Most people have an online presence that's not too difficult to find through Google Search. However, when it comes to personal information, like your home address and phone number, you may want to keep that private, and in some cases, it's a matter of personal safety.
In the past, you had to provide Google proof of a threat of harm from activities like ID theft or doxxing before they would consider preventing your personal information from appearing in Google Search. Now, no evidence of a threat is needed to remove pages with your physical address, phone number, and email address. You just need to fill out a form to request to remove your personal information from Google Search.
The process of submitting your request for removal is straightforward. You’ll need the URL of the page that contains your personal information, a screenshot of the page you are reporting, and the URL of the Google Search results page that includes the link to the page you are reporting. You can report image URLs as well as webpage URLs. So if someone posted a picture of contact information, you could have search results with the image removed.
If a URL is approved for removal, one of two things will happen: 1) Google will prevent the URL from appearing in any Search query or 2) Google will limit the URL from appearing in any search query that specifically contains your name or personal identifier. In the second case, the page may appear “when the policy violating information on a page is accompanied by content that is of public interest or has content about other individuals,” according to the Google. In other words, for example, a reported directory listing page won't appear in search results if people search for your name, but it will appear if someone searches for another name that is listed on the page.

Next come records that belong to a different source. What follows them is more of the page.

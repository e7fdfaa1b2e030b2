use axum::http::{header, HeaderMap, HeaderValue, StatusCode};
use axum::Json;
use axum::response::{IntoResponse, Response};
use mime::Mime;
use serde_json::json;
use thiserror::Error;
use crate::tools;

#[derive(Error,Debug)]
pub enum InnerHttpError {
	#[error("internal error {0}")]
	Internal(tools::Error),
	#[error("Bad request {message}")]
	BadRequest {message:String},
}

impl<T> From<T> for InnerHttpError
where tools::Error:From<T>
{
	fn from(error: T) -> Self
	{
		InnerHttpError::Internal(error.into())
	}
}

impl InnerHttpError
{
	fn internal_status_code(error:&tools::Error) -> StatusCode
	{
		match error.root_cause() {
			tools::Error::NotFound {..} => StatusCode::NOT_FOUND,
			tools::Error::InvalidDraft(_) | tools::Error::InvalidQuery(_) => StatusCode::BAD_REQUEST,
			_ => StatusCode::INTERNAL_SERVER_ERROR
		}
	}
	pub fn status_code(&self) -> StatusCode
	{
		match &self {
			InnerHttpError::Internal(e) => Self::internal_status_code(e),
			InnerHttpError::BadRequest { .. } => StatusCode::BAD_REQUEST
		}
	}
	pub fn do_trace(&self)
	{
		match self {
			InnerHttpError::Internal(e) => {
				match e.root_cause() {
					tools::Error::NotFound {id} => tracing::debug!("{id} reported as not found"),
					root => tracing::error!("internal error {} reported (root cause '{}')", e, root),
				}
			}
			_ => tracing::error!("http error {} reported", self),
		}
	}
}

pub(crate) fn get_mime(headers:&HeaderMap<HeaderValue>) -> Option<Mime>
{
	headers.get(header::ACCEPT)
		.and_then(|v|v.to_str().ok())
		.and_then(|v|v.split(',').next())
		.and_then(|v|v.trim().parse::<Mime>().ok())
}

/// plain text only for clients that explicitly ask for text, everyone else gets json
pub(crate) fn wants_text(mime:&Mime) -> bool
{
	mime.type_() == mime::TEXT
}

pub struct HttpError
{
	inner: InnerHttpError,
	mime: Option<Mime>
}

impl HttpError
{
	pub fn new<T>(error:T, headers:&HeaderMap<HeaderValue>)->Self where InnerHttpError:From<T>
	{
		HttpError {inner: InnerHttpError::from(error),mime:get_mime(headers)}
	}
	pub fn bad_request<T>(message:T, headers:&HeaderMap<HeaderValue>) -> Self where T:ToString
	{
		Self::new(InnerHttpError::BadRequest {message:message.to_string()},headers)
	}
}

impl IntoResponse for HttpError {
	fn into_response(self) -> Response {
		self.inner.do_trace();
		let status_code = self.inner.status_code();
		if self.mime.as_ref().is_some_and(wants_text) {
			let sources:Vec<_>=tools::Source { current: Some( &self.inner ) }.map(<dyn std::error::Error>::to_string).collect();
			(
				status_code,
				sources.join("\n")
			).into_response()
		} else {
			let err= match &self.inner {
				InnerHttpError::Internal(e) => serde_json::Value::from(e),
				InnerHttpError::BadRequest {..} => json!({"error":self.inner.to_string()}),
			};
			(status_code,Json(err)).into_response()
		}
	}
}

pub trait IntoHttpError{
	type V;
	fn into_http_error(self,headers:&HeaderMap<HeaderValue>) -> Result<Self::V, HttpError>;
}

impl<T,E> IntoHttpError for Result<T,E> where InnerHttpError:From<E>
{
	type V=T;

	fn into_http_error(self, headers: &HeaderMap<HeaderValue>) -> Result<Self::V, HttpError> {
		self.map_err(|err| HttpError::new(err, headers))
	}
}
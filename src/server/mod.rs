//! Reference implementation of the record store's REST surface.

use axum::{Json, Router};
use axum::extract::{DefaultBodyLimit, State};
use axum::routing::get;
use serde::Serialize;
use tokio::net::TcpListener;
use tokio::signal;
use tracing;
use crate::config::ServerConfig;
use crate::tools::Result;

#[cfg(feature = "html")]
mod html;
mod records;
mod http_error;
mod store;

pub use store::MemoryStore;

#[derive(Clone)]
pub(crate) struct AppState
{
	pub(crate) store:MemoryStore,
	pub(crate) config:ServerConfig,
}

#[derive(Serialize,Clone)]
pub struct Info
{
	version:String,
	pub records:usize,
	pub page_size:usize,
}

pub async fn server_info(store:&MemoryStore, config:&ServerConfig) -> Info
{
	Info{
		version:format!("{} v{}",env!("CARGO_PKG_NAME"), env!("CARGO_PKG_VERSION")),
		records:store.len().await,
		page_size:config.page_size,
	}
}

async fn info(State(state):State<AppState>) -> Json<Info>
{
	Json(server_info(&state.store,&state.config).await)
}

/// the complete application, without binding it anywhere
pub fn app(store:MemoryStore, config:ServerConfig) -> Router
{
	let limit = config.upload_sizelimit.as_u64() as usize;
	let state = AppState{store,config};
	let mut app = Router::new()
		.merge(records::router())
		.route("/info", get(info));
	#[cfg(feature = "html")]
	{
		app = app.nest("/html", html::router());
	}
	app.layer(DefaultBodyLimit::max(limit)).with_state(state)
}

pub async fn serve(listener:TcpListener, store:MemoryStore, config:ServerConfig) -> Result<()>
{
	tracing::info!("listening on http://{}", listener.local_addr()?);
	tracing::info!("serving {} records, {} per page", store.len().await, config.page_size);

	axum::serve(listener,app(store,config).into_make_service())
		.with_graceful_shutdown(shutdown_signal())
		.await.map_err(|e|e.into())
}

async fn shutdown_signal() {
	let ctrl_c = async {
		signal::ctrl_c()
			.await
			.expect("failed to install Ctrl+C handler");
		eprintln!("Got CTRL+C trying graceful shutdown");
	};

	#[cfg(unix)]
		let terminate = async {
		signal::unix::signal(signal::unix::SignalKind::terminate())
			.expect("failed to install signal handler")
			.recv()
			.await;
		eprintln!("Got SIGTERM trying graceful shutdown");
	};

	#[cfg(not(unix))]
		let terminate = std::future::pending::<()>();

	tokio::select! {
        _ = ctrl_c => {},
        _ = terminate => {},
    }
}
//! Pane partition for windowed rendering.
//!
//! With frozen rows and columns the sheet renders as four panes:
//!
//! ```text
//! +--------+-------------+
//! | Corner | FrozenRows  |
//! +--------+-------------+
//! | Frozen | Main        |
//! | Cols   |             |
//! +--------+-------------+
//! ```
//!
//! Each pane covers a window of global rows and columns. Only the cells in
//! that window are handed to the renderer, plus any merge root or overflow
//! origin that sits outside the window but paints into it.

use std::collections::HashMap;

use crate::grid::Grid;
use crate::layout::{CellRect, SheetLayout, Viewport};
use crate::types::{Cell, GridLocation};

/// Which of the four panes a cell belongs to.
#[derive(Debug, Clone, Copy, PartialEq, Eq, Hash)]
pub enum PaneKind {
    /// Scrolls in both axes
    Main,
    /// Pinned at the top; scrolls horizontally
    FrozenRows,
    /// Pinned at the left; scrolls vertically
    FrozenCols,
    /// Pinned in both axes
    Corner,
}

/// Pane of a cell, from its global coordinates and the frozen counts.
pub fn pane_kind(location: GridLocation, frozen_rows: u32, frozen_cols: u32) -> PaneKind {
    match (location.row < frozen_rows, location.col < frozen_cols) {
        (true, true) => PaneKind::Corner,
        (true, false) => PaneKind::FrozenRows,
        (false, true) => PaneKind::FrozenCols,
        (false, false) => PaneKind::Main,
    }
}

/// One cell handed to the renderer.
#[derive(Debug, Clone, Copy)]
pub struct PaneCell<'g> {
    pub location: GridLocation,
    /// Bounds in sheet coordinates; a merge root covers its whole span
    pub rect: CellRect,
    /// Bounds of the text including overflowed columns, for overflow origins
    pub overflow_rect: Option<CellRect>,
    pub cell: &'g Cell,
    /// True for a root/origin outside the window that paints into it
    pub leading: bool,
}

/// One of the four panes.
#[derive(Debug, Clone)]
pub struct Pane<'g> {
    pub kind: PaneKind,
    /// Leading cells first, then the window in row-major order
    pub cells: Vec<PaneCell<'g>>,
    /// First global row of the window
    pub row_offset: u32,
    /// First global column of the window
    pub col_offset: u32,
    /// Inclusive window, `None` when the pane is empty
    pub rows: Option<(u32, u32)>,
    pub cols: Option<(u32, u32)>,
    /// Screen origin of the pane
    pub x: f32,
    pub y: f32,
}

impl Pane<'_> {
    pub fn is_empty(&self) -> bool {
        self.cells.is_empty()
    }
}

/// The four panes of one frame.
#[derive(Debug, Clone)]
pub struct PaneSet<'g> {
    pub main: Pane<'g>,
    pub frozen_rows: Pane<'g>,
    pub frozen_cols: Pane<'g>,
    pub corner: Pane<'g>,
}

impl<'g> PaneSet<'g> {
    pub fn pane(&self, kind: PaneKind) -> &Pane<'g> {
        match kind {
            PaneKind::Main => &self.main,
            PaneKind::FrozenRows => &self.frozen_rows,
            PaneKind::FrozenCols => &self.frozen_cols,
            PaneKind::Corner => &self.corner,
        }
    }

    /// Panes in paint order: scrolling content first, corner last.
    pub fn iter(&self) -> impl Iterator<Item = &Pane<'g>> {
        [&self.main, &self.frozen_rows, &self.frozen_cols, &self.corner].into_iter()
    }
}

/// Memo of which off-window cell paints into a window edge cell.
///
/// Valid for one grid only; the owner clears it whenever the grid changes.
#[derive(Debug, Default, Clone)]
pub struct PaneCache {
    owners: HashMap<GridLocation, Option<GridLocation>>,
    hits: u64,
    misses: u64,
}

impl PaneCache {
    pub fn new() -> Self {
        Self::default()
    }

    pub fn clear(&mut self) {
        self.owners.clear();
        self.hits = 0;
        self.misses = 0;
    }

    pub fn len(&self) -> usize {
        self.owners.len()
    }

    pub fn is_empty(&self) -> bool {
        self.owners.is_empty()
    }

    /// `(hits, misses)` since the last [`clear`](Self::clear).
    pub fn stats(&self) -> (u64, u64) {
        (self.hits, self.misses)
    }

    /// Merge root or overflow origin painting over `location`, if it is not
    /// `location` itself.
    fn owner(&mut self, grid: &Grid, location: GridLocation) -> Option<GridLocation> {
        if let Some(&owner) = self.owners.get(&location) {
            self.hits += 1;
            return owner;
        }
        self.misses += 1;
        let owner = grid
            .merge_bounds(location)
            .map(|b| GridLocation::new(b.top, b.left))
            .filter(|&root| root != location)
            .or_else(|| grid.overflow_origin(location));
        self.owners.insert(location, owner);
        owner
    }
}

/// Window of one axis: `(frozen, scrolling)`, each inclusive.
fn axis_windows(frozen: u32, scrolling: Option<(u32, u32)>) -> (Option<(u32, u32)>, Option<(u32, u32)>) {
    let frozen = frozen.checked_sub(1).map(|last| (0, last));
    let scrolling = scrolling.filter(|&(start, end)| start <= end && start >= frozen.map_or(0, |f| f.1 + 1));
    (frozen, scrolling)
}

fn pane_cell<'g>(
    grid: &'g Grid,
    layout: &SheetLayout,
    location: GridLocation,
    leading: bool,
) -> Option<PaneCell<'g>> {
    let cell = grid.get(location)?;
    let overflow_rect = cell
        .overflow_col_span
        .map(|span| layout.span_rect(location, 1, span.saturating_add(1)));
    Some(PaneCell {
        location,
        rect: layout.cell_rect(location, Some(cell)),
        overflow_rect,
        cell,
        leading,
    })
}

fn build_pane<'g>(
    kind: PaneKind,
    grid: &'g Grid,
    layout: &SheetLayout,
    rows: Option<(u32, u32)>,
    cols: Option<(u32, u32)>,
    origin: (f32, f32),
    cache: &mut PaneCache,
) -> Pane<'g> {
    let mut pane = Pane {
        kind,
        cells: Vec::new(),
        row_offset: rows.map_or(0, |r| r.0),
        col_offset: cols.map_or(0, |c| c.0),
        rows,
        cols,
        x: origin.0,
        y: origin.1,
    };
    let (Some((r0, r1)), Some((c0, c1))) = (rows, cols) else {
        return pane;
    };

    // Off-window owners can only reach in across the top row or left column.
    let edge = (c0..=c1)
        .map(|c| GridLocation::new(r0, c))
        .chain((r0.saturating_add(1)..=r1).map(|r| GridLocation::new(r, c0)));
    let mut leading: Vec<GridLocation> = Vec::new();
    for location in edge {
        let Some(owner) = cache.owner(grid, location) else {
            continue;
        };
        let outside = owner.row < r0 || owner.col < c0;
        if outside && !leading.contains(&owner) {
            leading.push(owner);
        }
    }
    pane.cells
        .extend(leading.into_iter().filter_map(|owner| pane_cell(grid, layout, owner, true)));

    for r in r0..=r1 {
        if layout.row_height(r) <= 0.0 {
            continue;
        }
        for c in c0..=c1 {
            if layout.col_width(c) <= 0.0 {
                continue;
            }
            let location = GridLocation::new(r, c);
            if let Some(cell) = pane_cell(grid, layout, location, false) {
                if !cell.rect.skip {
                    pane.cells.push(cell);
                }
            }
        }
    }
    pane
}

/// Split the visible part of `grid` into the four panes.
///
/// The frozen panes always show the leading rows/columns; the scrolling
/// windows come from `viewport`. Pane origins are in screen pixels.
pub fn partition_panes<'g>(
    grid: &'g Grid,
    layout: &SheetLayout,
    viewport: &Viewport,
    cache: &mut PaneCache,
) -> PaneSet<'g> {
    let (frozen_rows, scroll_rows) = axis_windows(layout.frozen_rows, viewport.visible_rows(layout));
    let (frozen_cols, scroll_cols) = axis_windows(layout.frozen_cols, viewport.visible_cols(layout));

    let left = layout.frozen_cols_width() * viewport.scale;
    let top = layout.frozen_rows_height() * viewport.scale;

    PaneSet {
        main: build_pane(PaneKind::Main, grid, layout, scroll_rows, scroll_cols, (left, top), cache),
        frozen_rows: build_pane(
            PaneKind::FrozenRows,
            grid,
            layout,
            frozen_rows,
            scroll_cols,
            (left, 0.0),
            cache,
        ),
        frozen_cols: build_pane(
            PaneKind::FrozenCols,
            grid,
            layout,
            scroll_rows,
            frozen_cols,
            (0.0, top),
            cache,
        ),
        corner: build_pane(
            PaneKind::Corner,
            grid,
            layout,
            frozen_rows,
            frozen_cols,
            (0.0, 0.0),
            cache,
        ),
    }
}
use serde::{Deserialize, Serialize};

use crate::layout::SizeMap;

/// Sorted, de-duplicated set of hidden row or column indices.
#[derive(Debug, Clone, Default, PartialEq, Eq, Serialize, Deserialize)]
#[serde(from = "Vec<u32>", into = "Vec<u32>")]
pub struct HiddenIndices(Vec<u32>);

impl HiddenIndices {
    pub fn new() -> Self {
        Self::default()
    }

    pub fn as_slice(&self) -> &[u32] {
        &self.0
    }

    pub fn len(&self) -> usize {
        self.0.len()
    }

    pub fn is_empty(&self) -> bool {
        self.0.is_empty()
    }

    pub fn contains(&self, index: u32) -> bool {
        self.0.binary_search(&index).is_ok()
    }

    /// Number of hidden indices strictly below `index`.
    pub fn count_below(&self, index: u32) -> usize {
        self.0.partition_point(|&h| h < index)
    }

    pub fn insert(&mut self, index: u32) -> bool {
        match self.0.binary_search(&index) {
            Ok(_) => false,
            Err(pos) => {
                self.0.insert(pos, index);
                true
            }
        }
    }

    pub fn remove(&mut self, index: u32) -> bool {
        match self.0.binary_search(&index) {
            Ok(pos) => {
                self.0.remove(pos);
                true
            }
            Err(_) => false,
        }
    }

    pub fn iter(&self) -> impl Iterator<Item = u32> + '_ {
        self.0.iter().copied()
    }
}

impl From<Vec<u32>> for HiddenIndices {
    fn from(mut v: Vec<u32>) -> Self {
        v.sort_unstable();
        v.dedup();
        Self(v)
    }
}

impl From<HiddenIndices> for Vec<u32> {
    fn from(h: HiddenIndices) -> Self {
        h.0
    }
}

impl FromIterator<u32> for HiddenIndices {
    fn from_iter<I: IntoIterator<Item = u32>>(iter: I) -> Self {
        Self::from(iter.into_iter().collect::<Vec<_>>())
    }
}

/// Per-sheet view configuration.
///
/// Changed by explicit user actions (hide, freeze, resize), never by cell
/// updates.
#[derive(Debug, Clone, Default, PartialEq, Serialize, Deserialize)]
#[serde(rename_all = "camelCase", default)]
pub struct SheetAttributes {
    pub hidden_rows: HiddenIndices,
    pub hidden_cols: HiddenIndices,
    /// Number of frozen rows (0 = none)
    pub frozen_rows: u32,
    /// Number of frozen columns (0 = none)
    pub frozen_cols: u32,
    /// Persisted row heights
    pub row_sizes: SizeMap,
    /// Persisted column widths
    pub col_sizes: SizeMap,
    pub gridlines_hidden: bool,
}

impl SheetAttributes {
    pub fn is_row_hidden(&self, row: u32) -> bool {
        self.hidden_rows.contains(row)
    }

    pub fn is_col_hidden(&self, col: u32) -> bool {
        self.hidden_cols.contains(col)
    }
}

The process to remove your information from Google doesn’t remove the actual page or image from the site you are reporting. It also doesn't remove you from people search services (see our story on How to Remove Yourself from People Search Directories). So a person could still find the page by using another search engine like Bing or DuckDuckGo to search your name. However, with Google having 92 percent market share, according to StatCounter, removal from Google Search goes a long way.